HOW TO COMPLETE THIS TASK.
From the data below, copy each line that includes the word "every".
★ ★ ★ ★
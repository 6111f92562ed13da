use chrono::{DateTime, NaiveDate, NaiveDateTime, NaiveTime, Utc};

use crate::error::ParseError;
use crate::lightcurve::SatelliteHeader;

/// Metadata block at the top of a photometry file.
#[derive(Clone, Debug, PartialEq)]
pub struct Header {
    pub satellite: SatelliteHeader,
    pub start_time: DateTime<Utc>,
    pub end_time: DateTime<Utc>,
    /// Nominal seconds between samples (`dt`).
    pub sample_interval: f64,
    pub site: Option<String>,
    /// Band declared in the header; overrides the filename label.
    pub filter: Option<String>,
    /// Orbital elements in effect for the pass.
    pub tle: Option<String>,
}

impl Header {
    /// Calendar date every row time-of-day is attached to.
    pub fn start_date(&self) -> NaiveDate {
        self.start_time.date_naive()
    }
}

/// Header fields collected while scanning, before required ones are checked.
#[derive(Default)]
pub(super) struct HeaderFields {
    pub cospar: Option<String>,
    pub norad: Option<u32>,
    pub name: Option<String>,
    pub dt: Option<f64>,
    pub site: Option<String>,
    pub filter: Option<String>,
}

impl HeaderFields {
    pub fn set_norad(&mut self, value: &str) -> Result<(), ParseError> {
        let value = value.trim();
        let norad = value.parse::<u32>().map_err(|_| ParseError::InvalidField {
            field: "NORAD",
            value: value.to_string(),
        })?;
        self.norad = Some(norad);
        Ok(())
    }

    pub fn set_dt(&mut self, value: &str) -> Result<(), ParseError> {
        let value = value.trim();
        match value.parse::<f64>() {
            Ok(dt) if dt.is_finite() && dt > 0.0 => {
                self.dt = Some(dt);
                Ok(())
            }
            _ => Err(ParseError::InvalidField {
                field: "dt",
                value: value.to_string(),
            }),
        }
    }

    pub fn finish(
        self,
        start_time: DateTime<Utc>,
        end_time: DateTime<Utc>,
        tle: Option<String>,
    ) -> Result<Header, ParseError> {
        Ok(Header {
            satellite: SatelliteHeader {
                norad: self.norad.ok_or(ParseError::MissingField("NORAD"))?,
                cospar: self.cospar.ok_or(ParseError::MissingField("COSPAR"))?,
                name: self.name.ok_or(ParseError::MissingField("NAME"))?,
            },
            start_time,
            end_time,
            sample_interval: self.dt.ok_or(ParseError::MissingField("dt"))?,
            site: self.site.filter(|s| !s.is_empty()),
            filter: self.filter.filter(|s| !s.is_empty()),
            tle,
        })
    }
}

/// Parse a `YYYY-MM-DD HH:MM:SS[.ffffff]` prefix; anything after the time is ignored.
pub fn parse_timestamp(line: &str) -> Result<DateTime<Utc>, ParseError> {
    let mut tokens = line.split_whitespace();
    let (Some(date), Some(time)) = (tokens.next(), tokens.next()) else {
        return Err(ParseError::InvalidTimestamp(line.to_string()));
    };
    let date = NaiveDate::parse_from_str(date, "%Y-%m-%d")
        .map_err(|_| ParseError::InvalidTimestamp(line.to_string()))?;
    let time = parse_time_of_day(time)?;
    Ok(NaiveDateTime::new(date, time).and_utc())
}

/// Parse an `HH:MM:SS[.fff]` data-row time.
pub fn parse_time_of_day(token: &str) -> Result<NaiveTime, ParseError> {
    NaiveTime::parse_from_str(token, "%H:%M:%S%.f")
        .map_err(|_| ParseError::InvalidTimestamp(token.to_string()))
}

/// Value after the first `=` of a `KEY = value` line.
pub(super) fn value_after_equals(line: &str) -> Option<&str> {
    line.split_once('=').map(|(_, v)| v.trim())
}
★ ★ ★ ★
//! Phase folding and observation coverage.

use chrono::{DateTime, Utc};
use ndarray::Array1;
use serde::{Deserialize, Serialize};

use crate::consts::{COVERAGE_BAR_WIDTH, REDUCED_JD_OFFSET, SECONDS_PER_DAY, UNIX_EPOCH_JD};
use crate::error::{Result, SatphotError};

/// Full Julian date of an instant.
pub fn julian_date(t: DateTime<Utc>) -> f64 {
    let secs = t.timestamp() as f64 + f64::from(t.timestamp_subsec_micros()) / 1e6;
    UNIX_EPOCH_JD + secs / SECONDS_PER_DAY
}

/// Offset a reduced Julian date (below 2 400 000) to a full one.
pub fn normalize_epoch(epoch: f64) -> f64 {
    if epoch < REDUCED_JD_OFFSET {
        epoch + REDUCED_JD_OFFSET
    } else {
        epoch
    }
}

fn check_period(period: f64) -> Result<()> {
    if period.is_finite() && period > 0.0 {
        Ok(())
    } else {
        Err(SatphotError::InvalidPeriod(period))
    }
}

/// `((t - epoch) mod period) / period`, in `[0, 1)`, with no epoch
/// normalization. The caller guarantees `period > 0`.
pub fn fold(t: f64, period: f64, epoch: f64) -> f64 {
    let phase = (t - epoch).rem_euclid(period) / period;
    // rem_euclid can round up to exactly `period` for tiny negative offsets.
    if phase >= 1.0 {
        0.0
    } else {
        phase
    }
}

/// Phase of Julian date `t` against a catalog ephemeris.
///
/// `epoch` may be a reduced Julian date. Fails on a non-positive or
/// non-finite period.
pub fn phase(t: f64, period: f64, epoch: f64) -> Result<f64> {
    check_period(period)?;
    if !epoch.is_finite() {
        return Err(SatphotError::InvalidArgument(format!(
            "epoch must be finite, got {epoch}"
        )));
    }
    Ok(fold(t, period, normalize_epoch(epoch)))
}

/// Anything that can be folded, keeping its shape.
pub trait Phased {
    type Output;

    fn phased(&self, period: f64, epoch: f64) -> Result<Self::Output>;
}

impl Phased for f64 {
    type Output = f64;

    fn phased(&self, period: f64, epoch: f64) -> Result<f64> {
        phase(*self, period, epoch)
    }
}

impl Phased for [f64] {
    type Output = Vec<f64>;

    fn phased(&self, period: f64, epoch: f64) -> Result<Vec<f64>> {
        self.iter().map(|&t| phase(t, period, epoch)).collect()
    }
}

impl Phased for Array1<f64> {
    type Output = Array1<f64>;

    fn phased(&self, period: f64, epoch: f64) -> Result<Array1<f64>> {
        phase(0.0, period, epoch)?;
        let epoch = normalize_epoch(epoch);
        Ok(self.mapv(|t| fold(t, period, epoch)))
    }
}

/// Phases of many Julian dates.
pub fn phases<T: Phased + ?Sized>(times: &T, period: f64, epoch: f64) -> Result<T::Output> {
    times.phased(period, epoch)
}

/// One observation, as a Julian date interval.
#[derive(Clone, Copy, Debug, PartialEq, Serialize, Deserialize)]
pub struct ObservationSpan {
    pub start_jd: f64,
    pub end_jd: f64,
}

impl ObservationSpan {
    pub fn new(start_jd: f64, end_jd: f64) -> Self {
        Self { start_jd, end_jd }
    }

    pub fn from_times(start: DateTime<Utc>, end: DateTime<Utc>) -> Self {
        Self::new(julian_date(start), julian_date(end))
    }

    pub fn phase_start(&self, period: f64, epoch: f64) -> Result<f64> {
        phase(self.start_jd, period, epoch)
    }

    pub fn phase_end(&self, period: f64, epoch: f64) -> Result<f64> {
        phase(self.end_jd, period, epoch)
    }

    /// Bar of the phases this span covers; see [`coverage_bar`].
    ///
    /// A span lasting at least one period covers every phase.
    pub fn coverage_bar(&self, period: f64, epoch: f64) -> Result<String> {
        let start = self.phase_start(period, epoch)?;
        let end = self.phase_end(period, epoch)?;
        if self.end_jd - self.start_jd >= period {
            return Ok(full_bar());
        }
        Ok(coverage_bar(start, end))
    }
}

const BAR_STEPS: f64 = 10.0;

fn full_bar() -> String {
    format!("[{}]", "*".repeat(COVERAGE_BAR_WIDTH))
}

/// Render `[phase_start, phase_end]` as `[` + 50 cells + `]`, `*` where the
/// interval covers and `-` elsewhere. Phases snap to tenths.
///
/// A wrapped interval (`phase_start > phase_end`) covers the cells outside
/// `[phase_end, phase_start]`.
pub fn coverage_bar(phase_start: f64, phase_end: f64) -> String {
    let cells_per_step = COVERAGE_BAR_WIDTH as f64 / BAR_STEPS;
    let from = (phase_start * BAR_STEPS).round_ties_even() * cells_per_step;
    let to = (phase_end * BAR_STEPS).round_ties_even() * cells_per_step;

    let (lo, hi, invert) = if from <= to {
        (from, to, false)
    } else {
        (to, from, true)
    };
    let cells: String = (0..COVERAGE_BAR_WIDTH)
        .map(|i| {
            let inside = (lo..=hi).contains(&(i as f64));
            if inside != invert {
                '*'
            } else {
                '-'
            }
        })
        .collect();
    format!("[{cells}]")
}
★ ★ ★ ★
RESULT FOR THIS TASK.
    /// Calendar date every row time-of-day is attached to.
    /// A span lasting at least one period covers every phase.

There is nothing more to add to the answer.